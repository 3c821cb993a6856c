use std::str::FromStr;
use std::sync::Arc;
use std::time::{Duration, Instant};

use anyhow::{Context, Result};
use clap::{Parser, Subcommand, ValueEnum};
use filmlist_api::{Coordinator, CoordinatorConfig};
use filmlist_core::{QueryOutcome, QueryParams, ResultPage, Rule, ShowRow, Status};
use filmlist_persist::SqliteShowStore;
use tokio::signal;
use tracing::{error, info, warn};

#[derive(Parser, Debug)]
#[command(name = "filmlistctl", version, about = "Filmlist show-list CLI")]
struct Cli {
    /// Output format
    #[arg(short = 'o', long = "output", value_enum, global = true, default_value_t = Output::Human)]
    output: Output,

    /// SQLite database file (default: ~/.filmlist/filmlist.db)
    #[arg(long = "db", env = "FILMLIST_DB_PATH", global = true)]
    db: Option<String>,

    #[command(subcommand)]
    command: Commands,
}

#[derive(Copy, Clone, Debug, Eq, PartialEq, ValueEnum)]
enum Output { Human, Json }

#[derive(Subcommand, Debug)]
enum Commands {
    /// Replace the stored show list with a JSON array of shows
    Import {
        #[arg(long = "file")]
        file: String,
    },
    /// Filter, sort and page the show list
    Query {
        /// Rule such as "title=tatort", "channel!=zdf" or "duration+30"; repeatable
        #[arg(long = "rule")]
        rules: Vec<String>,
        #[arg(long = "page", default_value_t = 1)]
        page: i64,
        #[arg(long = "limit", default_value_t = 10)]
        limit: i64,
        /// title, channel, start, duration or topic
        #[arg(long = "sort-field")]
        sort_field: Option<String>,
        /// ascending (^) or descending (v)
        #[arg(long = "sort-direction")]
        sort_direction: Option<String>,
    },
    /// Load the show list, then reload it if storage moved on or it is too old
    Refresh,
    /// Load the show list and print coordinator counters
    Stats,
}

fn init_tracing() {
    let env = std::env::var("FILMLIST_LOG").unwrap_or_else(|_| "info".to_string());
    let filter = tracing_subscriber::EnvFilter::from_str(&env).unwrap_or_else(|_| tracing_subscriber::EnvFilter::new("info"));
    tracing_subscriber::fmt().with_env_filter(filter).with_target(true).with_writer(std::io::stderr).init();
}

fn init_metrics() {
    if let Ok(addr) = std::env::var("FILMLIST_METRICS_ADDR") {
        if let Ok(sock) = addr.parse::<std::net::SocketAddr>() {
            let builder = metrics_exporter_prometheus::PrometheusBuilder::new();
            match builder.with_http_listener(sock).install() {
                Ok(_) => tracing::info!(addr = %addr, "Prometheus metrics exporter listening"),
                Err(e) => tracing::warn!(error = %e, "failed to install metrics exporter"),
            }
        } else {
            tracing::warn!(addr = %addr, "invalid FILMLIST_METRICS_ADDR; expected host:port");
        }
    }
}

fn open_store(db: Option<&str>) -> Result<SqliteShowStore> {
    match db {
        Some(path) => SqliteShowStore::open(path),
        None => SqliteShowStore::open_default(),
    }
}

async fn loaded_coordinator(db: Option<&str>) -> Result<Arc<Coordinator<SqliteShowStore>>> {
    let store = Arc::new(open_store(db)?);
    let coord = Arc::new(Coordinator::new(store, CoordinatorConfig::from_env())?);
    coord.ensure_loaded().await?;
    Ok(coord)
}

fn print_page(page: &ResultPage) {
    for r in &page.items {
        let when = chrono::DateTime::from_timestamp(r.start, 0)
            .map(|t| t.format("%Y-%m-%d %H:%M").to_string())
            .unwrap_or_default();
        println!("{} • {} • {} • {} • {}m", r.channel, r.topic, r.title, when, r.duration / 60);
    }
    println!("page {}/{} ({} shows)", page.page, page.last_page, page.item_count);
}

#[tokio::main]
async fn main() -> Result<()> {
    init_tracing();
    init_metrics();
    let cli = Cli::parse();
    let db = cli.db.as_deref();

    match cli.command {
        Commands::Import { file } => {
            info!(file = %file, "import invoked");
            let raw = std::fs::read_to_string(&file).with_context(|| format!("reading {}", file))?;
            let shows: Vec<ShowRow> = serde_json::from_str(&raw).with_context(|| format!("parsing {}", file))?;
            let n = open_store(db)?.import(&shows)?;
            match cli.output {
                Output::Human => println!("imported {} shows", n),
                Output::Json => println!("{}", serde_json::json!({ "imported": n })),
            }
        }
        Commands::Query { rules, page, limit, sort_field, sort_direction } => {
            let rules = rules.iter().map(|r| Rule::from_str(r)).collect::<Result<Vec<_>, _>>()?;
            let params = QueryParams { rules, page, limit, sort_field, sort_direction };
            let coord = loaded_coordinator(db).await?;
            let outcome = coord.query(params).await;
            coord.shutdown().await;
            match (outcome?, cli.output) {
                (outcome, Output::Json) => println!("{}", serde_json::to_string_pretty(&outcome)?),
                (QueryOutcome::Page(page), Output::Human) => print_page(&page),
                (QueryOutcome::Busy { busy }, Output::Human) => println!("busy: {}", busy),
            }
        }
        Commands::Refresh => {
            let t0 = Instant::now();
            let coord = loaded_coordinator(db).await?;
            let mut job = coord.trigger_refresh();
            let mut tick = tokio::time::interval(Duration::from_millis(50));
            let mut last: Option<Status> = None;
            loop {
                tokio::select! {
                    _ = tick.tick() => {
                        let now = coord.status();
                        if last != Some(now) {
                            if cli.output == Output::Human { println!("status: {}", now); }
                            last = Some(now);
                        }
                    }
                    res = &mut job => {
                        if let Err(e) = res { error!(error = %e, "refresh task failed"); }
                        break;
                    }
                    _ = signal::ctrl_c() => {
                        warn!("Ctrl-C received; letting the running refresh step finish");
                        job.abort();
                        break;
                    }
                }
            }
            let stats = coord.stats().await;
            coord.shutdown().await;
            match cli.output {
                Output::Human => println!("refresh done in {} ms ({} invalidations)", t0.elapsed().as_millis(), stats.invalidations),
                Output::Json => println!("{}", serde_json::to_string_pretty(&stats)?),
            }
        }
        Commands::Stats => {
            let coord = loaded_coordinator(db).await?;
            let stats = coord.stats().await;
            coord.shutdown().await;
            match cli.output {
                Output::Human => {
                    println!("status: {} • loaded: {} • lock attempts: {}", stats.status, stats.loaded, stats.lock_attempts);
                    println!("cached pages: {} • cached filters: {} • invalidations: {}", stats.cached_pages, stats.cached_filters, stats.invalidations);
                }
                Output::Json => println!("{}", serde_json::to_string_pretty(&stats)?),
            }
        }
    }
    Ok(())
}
************
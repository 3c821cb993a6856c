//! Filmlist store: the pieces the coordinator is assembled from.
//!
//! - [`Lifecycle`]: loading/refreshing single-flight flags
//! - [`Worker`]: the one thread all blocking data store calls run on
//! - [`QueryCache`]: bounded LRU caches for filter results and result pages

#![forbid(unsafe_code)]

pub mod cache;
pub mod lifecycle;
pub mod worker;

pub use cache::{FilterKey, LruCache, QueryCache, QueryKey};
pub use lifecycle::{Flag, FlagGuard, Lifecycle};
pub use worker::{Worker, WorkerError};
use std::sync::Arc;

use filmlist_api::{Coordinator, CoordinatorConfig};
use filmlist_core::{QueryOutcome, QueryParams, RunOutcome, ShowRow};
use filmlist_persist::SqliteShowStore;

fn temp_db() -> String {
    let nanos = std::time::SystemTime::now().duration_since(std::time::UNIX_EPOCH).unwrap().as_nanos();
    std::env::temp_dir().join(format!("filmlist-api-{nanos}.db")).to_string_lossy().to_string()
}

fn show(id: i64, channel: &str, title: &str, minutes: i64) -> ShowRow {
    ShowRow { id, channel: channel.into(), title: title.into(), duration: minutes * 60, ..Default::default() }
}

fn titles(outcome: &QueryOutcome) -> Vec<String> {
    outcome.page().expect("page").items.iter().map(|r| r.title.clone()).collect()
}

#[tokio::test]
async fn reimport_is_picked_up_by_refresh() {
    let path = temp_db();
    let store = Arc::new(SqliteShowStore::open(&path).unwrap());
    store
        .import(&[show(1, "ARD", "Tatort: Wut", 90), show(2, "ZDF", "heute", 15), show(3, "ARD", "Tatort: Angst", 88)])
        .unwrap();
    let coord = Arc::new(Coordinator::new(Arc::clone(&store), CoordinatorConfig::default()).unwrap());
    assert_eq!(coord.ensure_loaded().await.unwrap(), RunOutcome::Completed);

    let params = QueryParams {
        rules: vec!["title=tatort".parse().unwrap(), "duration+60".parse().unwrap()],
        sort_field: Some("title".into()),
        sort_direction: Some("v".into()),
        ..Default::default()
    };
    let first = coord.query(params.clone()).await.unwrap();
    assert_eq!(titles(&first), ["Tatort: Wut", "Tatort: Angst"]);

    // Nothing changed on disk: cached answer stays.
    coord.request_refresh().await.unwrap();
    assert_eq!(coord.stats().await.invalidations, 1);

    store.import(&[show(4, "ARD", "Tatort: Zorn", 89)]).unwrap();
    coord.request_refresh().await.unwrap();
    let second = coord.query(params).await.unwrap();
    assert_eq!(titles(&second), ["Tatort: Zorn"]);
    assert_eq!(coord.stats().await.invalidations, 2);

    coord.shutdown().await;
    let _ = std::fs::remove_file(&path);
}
************
Task description:
Locate and copy each line in the data above that includes the word "ResultPage".

Result of this task:
use filmlist_core::{QueryOutcome, QueryParams, ResultPage, Rule, ShowRow, Status};
fn print_page(page: &ResultPage) {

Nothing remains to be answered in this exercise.